**What this task involves**
Check every line of the data below for the word "current", then give only the number of lines that have it.
[[ Records supplied, beginning ]]
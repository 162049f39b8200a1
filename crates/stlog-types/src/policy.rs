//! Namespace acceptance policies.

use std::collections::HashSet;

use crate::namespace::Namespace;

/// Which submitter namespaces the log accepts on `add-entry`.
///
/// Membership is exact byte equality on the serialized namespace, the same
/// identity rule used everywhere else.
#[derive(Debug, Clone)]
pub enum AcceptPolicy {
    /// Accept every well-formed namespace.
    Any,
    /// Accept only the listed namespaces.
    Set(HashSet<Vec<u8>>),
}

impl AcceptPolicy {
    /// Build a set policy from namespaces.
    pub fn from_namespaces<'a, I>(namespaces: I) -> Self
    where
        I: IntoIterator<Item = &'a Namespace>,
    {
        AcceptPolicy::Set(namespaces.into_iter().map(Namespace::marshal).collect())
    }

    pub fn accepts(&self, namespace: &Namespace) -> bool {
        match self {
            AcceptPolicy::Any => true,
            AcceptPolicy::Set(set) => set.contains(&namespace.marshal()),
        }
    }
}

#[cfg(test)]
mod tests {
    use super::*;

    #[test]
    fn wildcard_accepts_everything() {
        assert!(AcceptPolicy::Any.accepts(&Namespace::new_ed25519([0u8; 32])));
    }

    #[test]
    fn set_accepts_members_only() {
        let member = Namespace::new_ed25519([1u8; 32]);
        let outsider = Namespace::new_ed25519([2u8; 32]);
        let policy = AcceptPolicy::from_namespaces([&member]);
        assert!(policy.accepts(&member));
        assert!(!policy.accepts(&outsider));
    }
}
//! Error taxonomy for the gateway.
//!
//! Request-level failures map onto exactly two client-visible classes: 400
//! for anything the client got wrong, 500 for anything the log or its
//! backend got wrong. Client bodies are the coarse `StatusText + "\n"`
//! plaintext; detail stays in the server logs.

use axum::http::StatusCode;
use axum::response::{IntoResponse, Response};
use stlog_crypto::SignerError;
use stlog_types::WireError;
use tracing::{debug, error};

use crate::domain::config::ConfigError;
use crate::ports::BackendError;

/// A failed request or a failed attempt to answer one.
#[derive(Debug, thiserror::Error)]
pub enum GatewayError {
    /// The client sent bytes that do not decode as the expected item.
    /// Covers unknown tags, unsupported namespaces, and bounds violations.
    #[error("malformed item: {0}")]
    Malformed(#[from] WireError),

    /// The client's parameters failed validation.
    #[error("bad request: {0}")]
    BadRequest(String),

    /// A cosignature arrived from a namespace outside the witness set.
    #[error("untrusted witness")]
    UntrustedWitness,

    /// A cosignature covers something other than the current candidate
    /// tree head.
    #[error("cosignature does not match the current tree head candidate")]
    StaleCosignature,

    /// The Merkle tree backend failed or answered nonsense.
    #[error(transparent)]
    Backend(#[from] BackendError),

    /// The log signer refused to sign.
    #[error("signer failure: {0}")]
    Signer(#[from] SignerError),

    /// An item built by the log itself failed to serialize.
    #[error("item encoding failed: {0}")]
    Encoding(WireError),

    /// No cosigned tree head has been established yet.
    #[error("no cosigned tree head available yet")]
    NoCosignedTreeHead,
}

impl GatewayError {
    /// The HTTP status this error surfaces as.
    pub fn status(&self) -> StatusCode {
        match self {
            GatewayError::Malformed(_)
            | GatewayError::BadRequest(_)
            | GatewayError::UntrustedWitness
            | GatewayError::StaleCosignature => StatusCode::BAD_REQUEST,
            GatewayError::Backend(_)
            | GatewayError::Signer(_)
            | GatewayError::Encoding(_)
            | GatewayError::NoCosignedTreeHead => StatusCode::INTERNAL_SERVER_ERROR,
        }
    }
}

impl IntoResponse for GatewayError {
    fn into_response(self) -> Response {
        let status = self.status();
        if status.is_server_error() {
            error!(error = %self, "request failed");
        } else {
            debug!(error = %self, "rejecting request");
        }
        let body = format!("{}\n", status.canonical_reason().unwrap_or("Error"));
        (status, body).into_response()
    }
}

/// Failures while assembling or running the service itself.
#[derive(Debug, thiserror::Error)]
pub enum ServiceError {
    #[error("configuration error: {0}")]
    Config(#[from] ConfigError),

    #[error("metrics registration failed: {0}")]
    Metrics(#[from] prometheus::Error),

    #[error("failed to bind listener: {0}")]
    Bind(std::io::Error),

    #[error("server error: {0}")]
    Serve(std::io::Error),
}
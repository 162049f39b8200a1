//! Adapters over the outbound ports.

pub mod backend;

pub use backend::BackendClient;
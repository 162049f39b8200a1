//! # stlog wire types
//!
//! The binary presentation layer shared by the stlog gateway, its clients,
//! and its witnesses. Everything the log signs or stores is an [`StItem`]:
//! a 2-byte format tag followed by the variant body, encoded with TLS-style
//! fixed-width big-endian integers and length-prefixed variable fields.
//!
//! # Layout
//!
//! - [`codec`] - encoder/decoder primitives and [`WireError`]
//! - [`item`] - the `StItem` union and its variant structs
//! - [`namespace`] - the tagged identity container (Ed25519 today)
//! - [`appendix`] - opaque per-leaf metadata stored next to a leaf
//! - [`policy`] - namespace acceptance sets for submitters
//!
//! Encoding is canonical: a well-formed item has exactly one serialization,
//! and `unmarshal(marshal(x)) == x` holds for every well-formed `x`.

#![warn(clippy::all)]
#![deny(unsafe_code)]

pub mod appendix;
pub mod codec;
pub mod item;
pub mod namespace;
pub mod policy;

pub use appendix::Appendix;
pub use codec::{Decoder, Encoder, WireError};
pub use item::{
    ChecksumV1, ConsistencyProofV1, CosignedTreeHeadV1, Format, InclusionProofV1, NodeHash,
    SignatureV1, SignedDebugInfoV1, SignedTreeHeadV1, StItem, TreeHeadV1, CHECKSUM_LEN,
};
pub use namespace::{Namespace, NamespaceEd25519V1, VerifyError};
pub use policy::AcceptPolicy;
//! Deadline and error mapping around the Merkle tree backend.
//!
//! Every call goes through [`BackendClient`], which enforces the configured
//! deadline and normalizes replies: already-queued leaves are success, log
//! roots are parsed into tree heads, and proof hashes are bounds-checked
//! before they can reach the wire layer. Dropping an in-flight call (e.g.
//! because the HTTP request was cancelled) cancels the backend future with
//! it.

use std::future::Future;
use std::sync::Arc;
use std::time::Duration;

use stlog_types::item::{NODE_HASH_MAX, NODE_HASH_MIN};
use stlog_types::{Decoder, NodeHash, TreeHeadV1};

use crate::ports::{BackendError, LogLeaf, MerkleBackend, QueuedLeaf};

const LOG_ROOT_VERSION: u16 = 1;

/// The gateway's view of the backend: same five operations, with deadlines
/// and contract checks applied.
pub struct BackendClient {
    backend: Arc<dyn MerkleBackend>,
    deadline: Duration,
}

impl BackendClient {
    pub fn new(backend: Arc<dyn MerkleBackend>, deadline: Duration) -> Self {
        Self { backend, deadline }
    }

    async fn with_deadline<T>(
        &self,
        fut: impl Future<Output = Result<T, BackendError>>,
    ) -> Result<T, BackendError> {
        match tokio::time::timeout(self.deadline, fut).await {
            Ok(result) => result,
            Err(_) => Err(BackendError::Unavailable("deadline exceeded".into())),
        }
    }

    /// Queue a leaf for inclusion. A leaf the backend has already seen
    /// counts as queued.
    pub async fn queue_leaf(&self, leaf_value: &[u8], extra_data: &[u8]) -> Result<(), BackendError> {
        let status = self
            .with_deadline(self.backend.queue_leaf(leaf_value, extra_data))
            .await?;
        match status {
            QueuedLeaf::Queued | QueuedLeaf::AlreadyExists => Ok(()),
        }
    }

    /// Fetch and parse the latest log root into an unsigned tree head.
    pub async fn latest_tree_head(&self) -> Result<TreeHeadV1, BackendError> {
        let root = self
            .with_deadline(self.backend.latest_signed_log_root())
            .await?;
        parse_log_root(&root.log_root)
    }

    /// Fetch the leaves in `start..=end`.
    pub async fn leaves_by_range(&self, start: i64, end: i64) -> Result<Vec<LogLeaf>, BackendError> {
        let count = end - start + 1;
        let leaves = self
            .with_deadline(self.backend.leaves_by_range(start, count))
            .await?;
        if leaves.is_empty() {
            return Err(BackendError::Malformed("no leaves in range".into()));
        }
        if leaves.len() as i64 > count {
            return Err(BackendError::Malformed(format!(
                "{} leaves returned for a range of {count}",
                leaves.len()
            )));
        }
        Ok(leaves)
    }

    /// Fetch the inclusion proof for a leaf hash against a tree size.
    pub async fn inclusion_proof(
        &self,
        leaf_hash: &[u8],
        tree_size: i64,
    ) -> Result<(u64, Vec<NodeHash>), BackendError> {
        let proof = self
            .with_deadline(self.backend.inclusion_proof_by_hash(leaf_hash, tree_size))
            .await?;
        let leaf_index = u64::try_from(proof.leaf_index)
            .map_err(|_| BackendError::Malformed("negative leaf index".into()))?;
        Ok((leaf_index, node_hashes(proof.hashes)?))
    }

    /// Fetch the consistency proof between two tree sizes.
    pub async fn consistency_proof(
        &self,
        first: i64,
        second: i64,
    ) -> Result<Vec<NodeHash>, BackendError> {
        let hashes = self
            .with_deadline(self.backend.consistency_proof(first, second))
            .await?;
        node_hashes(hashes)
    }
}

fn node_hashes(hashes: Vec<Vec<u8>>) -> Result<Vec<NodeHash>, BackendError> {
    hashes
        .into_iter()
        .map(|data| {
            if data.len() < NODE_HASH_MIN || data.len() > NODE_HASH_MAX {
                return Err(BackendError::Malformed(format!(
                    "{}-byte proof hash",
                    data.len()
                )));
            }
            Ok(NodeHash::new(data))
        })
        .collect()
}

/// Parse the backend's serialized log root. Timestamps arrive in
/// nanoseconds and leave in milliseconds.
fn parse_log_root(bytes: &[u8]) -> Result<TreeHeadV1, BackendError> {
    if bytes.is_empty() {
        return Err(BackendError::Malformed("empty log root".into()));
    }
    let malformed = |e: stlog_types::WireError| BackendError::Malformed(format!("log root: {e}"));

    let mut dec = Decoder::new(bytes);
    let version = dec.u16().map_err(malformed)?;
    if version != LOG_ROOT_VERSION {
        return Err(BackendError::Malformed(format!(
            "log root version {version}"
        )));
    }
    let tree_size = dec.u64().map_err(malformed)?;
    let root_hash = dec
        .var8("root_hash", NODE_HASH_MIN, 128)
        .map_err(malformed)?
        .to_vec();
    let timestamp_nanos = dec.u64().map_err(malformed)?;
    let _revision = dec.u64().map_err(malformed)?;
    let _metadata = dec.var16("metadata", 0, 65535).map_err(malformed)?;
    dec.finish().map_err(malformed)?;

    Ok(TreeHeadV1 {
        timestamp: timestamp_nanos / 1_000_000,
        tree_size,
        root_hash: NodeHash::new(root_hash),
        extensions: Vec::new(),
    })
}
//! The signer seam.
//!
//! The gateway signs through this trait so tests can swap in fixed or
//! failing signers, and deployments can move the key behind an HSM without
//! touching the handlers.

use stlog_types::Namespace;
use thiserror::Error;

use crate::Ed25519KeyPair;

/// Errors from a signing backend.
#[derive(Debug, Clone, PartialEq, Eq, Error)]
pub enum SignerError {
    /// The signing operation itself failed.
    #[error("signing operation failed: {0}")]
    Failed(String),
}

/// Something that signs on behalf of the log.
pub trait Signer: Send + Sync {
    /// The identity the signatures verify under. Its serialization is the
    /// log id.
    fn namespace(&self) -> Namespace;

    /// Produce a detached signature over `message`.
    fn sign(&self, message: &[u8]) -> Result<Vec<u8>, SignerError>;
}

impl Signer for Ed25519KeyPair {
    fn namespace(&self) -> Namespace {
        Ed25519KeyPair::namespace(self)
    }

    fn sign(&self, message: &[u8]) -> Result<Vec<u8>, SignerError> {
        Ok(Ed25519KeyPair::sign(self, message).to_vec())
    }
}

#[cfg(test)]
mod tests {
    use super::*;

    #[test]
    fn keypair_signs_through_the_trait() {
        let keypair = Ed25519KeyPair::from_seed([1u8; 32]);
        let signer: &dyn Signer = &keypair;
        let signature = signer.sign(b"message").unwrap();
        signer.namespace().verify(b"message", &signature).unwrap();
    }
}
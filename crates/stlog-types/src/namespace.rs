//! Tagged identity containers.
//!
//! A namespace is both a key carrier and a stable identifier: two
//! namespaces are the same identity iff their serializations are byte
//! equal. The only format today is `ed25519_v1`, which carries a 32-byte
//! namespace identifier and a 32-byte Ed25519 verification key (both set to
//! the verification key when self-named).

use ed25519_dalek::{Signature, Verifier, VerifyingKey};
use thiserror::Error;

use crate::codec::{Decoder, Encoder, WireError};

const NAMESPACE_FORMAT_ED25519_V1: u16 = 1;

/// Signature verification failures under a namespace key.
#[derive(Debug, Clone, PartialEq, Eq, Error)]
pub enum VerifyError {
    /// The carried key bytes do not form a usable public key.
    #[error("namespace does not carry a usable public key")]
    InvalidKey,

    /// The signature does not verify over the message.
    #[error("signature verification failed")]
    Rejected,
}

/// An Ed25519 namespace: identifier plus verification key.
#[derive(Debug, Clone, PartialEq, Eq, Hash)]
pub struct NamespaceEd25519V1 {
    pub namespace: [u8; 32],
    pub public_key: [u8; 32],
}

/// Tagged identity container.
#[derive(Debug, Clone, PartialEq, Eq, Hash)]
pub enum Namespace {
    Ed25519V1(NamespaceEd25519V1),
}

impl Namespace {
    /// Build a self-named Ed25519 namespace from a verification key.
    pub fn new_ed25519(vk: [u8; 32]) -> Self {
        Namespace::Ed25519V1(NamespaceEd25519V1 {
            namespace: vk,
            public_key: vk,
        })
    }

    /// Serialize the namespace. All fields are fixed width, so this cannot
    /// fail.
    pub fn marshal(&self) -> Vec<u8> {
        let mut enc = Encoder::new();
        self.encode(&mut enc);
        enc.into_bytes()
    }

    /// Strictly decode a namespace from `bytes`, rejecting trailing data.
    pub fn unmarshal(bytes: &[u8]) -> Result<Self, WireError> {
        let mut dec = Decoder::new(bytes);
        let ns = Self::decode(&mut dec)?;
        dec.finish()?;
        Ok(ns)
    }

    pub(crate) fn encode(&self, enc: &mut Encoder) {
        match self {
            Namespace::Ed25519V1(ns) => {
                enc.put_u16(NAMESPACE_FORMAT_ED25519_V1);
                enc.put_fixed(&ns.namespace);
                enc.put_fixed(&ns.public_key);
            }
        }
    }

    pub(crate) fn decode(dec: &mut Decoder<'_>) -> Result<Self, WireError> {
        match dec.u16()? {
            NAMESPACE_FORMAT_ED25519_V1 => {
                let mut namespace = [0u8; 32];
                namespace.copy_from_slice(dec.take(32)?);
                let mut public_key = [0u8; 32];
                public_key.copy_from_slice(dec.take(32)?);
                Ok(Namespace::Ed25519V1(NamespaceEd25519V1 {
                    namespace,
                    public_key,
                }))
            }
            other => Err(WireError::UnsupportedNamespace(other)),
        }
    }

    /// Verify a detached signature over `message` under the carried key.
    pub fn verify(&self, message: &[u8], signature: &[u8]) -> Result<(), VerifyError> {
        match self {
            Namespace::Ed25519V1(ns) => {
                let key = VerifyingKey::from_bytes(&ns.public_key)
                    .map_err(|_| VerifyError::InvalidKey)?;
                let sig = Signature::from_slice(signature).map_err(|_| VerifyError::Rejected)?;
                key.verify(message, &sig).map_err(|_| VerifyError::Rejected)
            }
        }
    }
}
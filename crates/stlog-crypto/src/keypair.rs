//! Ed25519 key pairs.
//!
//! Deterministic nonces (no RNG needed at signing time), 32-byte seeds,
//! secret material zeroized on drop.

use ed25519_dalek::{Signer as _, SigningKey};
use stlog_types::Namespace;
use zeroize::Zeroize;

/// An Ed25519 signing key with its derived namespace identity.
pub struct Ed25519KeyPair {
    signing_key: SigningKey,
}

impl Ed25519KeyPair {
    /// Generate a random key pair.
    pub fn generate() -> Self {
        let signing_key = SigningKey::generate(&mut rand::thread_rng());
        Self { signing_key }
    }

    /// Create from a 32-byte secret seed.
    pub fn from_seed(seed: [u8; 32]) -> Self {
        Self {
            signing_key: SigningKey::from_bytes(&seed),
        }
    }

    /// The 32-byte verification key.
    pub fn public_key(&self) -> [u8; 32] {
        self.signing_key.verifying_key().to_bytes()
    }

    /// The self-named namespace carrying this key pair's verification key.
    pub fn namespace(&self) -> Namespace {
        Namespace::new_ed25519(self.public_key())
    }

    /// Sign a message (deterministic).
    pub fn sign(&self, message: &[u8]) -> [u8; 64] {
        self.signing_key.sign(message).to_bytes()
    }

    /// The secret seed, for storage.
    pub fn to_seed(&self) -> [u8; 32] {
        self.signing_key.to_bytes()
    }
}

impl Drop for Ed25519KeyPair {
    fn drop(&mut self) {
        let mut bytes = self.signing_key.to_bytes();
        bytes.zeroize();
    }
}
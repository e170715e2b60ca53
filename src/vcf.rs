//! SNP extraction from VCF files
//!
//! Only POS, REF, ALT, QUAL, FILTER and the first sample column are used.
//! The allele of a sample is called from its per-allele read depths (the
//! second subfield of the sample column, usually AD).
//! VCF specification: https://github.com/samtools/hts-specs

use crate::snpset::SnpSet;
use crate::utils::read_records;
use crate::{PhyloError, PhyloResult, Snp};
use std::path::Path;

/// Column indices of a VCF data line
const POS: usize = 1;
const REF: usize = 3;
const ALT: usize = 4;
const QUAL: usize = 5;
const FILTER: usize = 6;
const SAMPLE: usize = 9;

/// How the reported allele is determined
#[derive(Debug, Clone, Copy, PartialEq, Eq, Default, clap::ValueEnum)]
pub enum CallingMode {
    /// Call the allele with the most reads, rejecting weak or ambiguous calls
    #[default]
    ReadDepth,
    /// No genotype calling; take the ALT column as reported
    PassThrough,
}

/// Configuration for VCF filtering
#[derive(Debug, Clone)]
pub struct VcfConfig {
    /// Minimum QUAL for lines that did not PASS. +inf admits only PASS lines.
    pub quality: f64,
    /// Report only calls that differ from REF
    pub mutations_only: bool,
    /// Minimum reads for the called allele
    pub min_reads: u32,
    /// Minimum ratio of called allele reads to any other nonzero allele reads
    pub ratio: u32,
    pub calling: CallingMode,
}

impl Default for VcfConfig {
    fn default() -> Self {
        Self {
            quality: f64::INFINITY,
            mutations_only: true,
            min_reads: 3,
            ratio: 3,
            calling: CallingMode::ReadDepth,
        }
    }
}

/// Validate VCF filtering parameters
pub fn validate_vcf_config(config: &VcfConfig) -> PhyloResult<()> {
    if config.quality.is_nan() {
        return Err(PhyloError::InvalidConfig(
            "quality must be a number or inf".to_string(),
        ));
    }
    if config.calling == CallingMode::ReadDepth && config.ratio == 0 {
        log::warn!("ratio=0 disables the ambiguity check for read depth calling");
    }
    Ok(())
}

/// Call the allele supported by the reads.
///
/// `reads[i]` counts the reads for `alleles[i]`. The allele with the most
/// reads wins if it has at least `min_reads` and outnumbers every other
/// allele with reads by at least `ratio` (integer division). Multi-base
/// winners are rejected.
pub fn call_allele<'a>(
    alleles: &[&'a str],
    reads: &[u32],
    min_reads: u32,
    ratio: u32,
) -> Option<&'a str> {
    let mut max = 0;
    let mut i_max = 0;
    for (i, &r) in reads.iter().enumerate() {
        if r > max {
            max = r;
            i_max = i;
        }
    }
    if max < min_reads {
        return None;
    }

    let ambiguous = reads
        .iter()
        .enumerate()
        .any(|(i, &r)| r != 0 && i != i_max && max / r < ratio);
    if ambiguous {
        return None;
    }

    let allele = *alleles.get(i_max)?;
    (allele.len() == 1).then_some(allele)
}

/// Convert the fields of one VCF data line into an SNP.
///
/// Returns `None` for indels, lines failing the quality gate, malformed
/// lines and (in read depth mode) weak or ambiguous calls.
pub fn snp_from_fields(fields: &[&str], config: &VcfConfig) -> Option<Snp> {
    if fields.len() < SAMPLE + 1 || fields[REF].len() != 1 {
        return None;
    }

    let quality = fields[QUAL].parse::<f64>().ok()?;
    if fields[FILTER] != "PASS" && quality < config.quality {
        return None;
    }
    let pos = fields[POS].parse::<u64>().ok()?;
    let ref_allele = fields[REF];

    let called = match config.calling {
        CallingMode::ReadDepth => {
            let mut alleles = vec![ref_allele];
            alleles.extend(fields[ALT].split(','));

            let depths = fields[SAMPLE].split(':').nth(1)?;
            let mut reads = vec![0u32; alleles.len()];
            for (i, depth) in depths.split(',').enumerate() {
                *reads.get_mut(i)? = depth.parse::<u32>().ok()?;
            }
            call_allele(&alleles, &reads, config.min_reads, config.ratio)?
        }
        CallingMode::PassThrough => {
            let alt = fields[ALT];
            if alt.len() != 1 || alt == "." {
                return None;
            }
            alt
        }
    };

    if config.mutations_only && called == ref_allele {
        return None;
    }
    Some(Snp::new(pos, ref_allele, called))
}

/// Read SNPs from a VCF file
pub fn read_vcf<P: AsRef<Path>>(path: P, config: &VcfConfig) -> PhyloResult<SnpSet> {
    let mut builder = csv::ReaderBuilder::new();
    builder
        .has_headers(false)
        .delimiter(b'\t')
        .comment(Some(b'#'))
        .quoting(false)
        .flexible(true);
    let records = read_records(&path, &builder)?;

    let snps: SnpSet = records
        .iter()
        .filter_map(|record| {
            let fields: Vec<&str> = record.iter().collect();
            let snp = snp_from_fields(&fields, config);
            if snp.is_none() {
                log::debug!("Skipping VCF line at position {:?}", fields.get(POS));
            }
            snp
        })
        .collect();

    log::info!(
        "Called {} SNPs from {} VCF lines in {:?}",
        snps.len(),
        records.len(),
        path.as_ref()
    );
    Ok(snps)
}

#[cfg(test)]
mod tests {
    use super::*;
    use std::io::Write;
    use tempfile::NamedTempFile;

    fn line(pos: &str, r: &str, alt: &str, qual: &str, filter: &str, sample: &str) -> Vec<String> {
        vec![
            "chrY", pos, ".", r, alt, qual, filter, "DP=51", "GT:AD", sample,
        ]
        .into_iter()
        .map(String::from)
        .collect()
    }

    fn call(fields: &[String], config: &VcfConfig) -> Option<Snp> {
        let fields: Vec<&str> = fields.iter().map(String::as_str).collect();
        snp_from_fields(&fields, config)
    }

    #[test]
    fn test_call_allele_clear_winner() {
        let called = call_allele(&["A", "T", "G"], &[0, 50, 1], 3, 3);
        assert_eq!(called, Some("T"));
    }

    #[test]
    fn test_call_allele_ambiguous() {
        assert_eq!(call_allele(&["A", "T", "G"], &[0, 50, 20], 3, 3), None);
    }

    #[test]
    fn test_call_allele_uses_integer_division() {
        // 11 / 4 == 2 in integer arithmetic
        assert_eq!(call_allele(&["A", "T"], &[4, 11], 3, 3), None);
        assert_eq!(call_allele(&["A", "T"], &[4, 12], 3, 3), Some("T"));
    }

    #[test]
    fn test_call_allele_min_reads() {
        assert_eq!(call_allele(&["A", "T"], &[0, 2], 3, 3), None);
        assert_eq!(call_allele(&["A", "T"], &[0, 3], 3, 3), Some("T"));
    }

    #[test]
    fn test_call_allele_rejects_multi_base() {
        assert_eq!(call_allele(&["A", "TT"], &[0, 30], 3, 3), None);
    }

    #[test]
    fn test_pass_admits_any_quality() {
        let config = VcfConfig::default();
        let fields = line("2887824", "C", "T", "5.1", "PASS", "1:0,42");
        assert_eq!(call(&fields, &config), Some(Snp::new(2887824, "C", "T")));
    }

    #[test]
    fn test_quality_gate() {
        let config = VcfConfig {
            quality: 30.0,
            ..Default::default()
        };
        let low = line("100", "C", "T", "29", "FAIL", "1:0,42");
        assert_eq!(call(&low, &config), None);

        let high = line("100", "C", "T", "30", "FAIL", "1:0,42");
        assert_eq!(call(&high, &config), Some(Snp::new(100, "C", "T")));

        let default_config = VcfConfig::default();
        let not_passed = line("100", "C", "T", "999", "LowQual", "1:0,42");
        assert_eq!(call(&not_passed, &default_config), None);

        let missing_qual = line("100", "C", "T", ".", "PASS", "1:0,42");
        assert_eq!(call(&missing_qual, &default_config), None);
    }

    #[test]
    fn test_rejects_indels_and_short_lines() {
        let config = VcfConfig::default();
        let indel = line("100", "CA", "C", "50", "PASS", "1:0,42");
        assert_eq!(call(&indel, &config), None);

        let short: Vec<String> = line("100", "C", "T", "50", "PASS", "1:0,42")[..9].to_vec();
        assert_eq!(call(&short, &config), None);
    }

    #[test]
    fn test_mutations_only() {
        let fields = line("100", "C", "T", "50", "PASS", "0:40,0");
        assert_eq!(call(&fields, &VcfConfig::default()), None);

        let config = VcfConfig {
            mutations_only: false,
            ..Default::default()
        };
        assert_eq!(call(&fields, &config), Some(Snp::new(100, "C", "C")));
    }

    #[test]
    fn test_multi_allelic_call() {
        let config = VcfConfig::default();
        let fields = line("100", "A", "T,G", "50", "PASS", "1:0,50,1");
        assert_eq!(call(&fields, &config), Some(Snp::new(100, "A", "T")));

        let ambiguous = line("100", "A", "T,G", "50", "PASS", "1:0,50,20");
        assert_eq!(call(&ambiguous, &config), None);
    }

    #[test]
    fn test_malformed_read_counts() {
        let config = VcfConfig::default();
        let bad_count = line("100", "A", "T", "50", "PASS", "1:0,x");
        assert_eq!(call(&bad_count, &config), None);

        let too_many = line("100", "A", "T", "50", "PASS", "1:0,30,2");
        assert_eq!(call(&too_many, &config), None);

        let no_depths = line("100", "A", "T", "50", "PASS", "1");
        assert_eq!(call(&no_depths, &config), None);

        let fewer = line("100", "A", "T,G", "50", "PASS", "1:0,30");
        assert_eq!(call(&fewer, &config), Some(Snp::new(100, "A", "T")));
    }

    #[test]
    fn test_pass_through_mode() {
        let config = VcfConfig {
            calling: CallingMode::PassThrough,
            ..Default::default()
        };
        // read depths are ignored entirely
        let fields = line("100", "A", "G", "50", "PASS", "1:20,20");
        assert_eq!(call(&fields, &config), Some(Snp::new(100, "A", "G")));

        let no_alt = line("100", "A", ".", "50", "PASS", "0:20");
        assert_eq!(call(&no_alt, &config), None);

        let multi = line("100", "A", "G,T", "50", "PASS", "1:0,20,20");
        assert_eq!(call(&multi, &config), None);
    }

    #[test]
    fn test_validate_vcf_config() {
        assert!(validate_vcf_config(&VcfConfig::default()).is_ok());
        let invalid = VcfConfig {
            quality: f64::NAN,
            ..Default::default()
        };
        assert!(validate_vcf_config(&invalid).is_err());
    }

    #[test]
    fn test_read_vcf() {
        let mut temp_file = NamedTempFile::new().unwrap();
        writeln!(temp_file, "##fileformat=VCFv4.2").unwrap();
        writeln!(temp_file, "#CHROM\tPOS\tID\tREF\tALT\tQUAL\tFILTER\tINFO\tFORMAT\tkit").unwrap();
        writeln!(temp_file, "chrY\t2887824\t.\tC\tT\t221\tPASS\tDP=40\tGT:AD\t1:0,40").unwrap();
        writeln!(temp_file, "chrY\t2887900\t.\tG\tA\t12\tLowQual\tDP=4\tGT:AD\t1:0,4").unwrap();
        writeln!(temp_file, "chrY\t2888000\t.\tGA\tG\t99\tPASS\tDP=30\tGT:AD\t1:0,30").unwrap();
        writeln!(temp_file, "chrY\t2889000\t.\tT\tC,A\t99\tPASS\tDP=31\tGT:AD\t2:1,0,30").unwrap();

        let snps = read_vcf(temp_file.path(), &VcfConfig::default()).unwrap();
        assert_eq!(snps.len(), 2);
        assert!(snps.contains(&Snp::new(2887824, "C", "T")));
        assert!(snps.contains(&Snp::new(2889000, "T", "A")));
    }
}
[[ Records supplied, end ]]
**Solution to the problem**
2